TASK BRIEF:
Find each line below where the word "bursts" occurs, and copy it.

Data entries
== Segment start ==
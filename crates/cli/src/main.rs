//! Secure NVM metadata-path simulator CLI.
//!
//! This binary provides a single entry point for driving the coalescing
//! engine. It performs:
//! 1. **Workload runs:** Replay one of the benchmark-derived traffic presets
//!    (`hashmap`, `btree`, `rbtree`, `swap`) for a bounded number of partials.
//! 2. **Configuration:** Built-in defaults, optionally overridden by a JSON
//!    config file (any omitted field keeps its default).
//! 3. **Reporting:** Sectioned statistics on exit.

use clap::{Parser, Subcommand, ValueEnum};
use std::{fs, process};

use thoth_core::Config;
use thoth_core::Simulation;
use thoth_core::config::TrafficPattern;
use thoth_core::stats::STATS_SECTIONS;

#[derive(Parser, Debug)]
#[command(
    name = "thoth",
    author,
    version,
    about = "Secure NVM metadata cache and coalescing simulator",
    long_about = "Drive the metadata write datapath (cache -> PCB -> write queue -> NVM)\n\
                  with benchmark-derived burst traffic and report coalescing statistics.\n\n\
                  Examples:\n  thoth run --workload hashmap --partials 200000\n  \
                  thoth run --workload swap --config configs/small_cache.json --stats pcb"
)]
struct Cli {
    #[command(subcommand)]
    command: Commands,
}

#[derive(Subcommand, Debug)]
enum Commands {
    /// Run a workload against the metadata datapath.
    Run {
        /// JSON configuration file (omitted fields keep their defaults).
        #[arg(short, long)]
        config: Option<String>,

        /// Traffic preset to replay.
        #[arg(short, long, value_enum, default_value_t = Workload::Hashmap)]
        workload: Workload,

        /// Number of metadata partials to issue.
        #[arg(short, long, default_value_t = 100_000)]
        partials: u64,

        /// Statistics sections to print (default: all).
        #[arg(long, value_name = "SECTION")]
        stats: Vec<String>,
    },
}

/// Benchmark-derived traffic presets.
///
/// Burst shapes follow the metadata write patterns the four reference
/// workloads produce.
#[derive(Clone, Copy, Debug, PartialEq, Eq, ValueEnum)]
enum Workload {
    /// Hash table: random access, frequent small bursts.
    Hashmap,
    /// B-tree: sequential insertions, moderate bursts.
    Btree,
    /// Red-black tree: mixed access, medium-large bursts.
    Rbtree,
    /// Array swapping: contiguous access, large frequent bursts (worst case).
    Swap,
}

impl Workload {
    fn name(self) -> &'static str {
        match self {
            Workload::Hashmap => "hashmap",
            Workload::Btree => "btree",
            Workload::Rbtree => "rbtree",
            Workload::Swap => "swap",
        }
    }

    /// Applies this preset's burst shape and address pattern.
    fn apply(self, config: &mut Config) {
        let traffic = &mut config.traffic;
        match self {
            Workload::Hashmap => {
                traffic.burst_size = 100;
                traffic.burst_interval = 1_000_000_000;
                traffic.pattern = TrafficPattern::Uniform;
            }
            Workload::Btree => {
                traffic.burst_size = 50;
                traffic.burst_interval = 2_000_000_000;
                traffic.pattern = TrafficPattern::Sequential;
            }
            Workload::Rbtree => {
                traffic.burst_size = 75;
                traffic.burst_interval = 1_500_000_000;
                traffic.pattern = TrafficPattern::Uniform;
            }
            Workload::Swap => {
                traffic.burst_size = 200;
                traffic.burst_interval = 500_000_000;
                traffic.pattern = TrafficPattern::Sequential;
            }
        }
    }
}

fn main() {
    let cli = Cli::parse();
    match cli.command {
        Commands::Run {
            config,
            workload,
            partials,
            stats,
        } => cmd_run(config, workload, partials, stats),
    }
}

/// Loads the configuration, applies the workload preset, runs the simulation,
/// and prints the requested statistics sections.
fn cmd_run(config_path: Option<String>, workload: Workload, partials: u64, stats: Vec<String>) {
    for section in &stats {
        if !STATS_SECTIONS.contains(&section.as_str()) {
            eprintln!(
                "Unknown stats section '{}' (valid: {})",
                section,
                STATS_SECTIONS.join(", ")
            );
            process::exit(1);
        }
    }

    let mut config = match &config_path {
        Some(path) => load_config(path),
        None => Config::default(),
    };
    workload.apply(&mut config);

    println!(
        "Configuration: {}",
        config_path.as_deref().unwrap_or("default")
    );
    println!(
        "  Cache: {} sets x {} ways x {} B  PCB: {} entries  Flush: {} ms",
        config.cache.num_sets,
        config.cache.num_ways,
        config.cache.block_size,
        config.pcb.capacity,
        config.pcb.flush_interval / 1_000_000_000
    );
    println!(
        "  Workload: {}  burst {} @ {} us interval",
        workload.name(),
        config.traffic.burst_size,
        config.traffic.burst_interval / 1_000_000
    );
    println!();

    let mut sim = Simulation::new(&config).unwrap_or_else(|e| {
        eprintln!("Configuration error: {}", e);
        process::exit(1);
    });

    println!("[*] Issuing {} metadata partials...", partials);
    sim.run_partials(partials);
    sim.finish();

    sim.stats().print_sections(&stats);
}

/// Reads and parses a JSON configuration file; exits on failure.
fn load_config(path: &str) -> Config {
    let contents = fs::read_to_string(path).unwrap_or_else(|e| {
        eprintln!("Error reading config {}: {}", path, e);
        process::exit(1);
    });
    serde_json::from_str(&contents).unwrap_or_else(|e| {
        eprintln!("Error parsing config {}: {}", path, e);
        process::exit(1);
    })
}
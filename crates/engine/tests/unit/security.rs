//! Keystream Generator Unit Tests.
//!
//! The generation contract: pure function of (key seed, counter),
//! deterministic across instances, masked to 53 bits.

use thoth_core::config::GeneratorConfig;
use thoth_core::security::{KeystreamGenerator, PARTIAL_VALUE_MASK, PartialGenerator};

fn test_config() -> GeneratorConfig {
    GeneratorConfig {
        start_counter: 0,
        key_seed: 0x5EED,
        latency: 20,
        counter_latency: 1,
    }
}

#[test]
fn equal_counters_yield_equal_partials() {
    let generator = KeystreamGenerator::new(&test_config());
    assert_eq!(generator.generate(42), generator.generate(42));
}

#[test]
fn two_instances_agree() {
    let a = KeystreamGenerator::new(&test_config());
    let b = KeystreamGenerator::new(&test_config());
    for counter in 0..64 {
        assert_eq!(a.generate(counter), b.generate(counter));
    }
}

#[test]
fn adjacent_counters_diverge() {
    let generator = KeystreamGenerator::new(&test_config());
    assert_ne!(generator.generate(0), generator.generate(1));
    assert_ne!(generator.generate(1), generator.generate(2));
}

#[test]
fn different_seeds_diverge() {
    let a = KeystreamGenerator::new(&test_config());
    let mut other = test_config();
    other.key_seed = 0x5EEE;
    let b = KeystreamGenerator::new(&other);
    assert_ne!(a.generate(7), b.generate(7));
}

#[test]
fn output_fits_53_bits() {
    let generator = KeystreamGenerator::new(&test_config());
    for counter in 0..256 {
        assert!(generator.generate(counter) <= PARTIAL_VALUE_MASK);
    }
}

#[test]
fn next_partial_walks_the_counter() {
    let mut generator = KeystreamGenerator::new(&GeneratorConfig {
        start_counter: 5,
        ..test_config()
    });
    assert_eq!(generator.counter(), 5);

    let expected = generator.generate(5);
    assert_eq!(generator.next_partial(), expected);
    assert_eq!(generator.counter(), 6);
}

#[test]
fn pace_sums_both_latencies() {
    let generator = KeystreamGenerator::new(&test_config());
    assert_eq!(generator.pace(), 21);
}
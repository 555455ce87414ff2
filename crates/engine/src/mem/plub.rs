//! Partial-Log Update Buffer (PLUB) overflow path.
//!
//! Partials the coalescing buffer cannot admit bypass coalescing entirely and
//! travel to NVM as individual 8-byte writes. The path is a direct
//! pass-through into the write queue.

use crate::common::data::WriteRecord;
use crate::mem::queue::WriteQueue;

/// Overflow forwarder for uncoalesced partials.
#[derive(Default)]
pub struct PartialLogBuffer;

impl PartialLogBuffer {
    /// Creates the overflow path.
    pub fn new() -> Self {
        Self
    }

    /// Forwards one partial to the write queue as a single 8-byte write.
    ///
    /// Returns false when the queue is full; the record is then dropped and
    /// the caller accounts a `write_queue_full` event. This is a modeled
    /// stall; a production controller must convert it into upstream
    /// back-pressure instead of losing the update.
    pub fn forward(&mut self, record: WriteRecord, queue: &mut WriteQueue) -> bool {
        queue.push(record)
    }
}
== Segment end ==
ANSWER TO THIS EXERCISE:
    /// Hash table: random access, frequent small bursts.
    /// B-tree: sequential insertions, moderate bursts.
    /// Red-black tree: mixed access, medium-large bursts.
    /// Array swapping: contiguous access, large frequent bursts (worst case).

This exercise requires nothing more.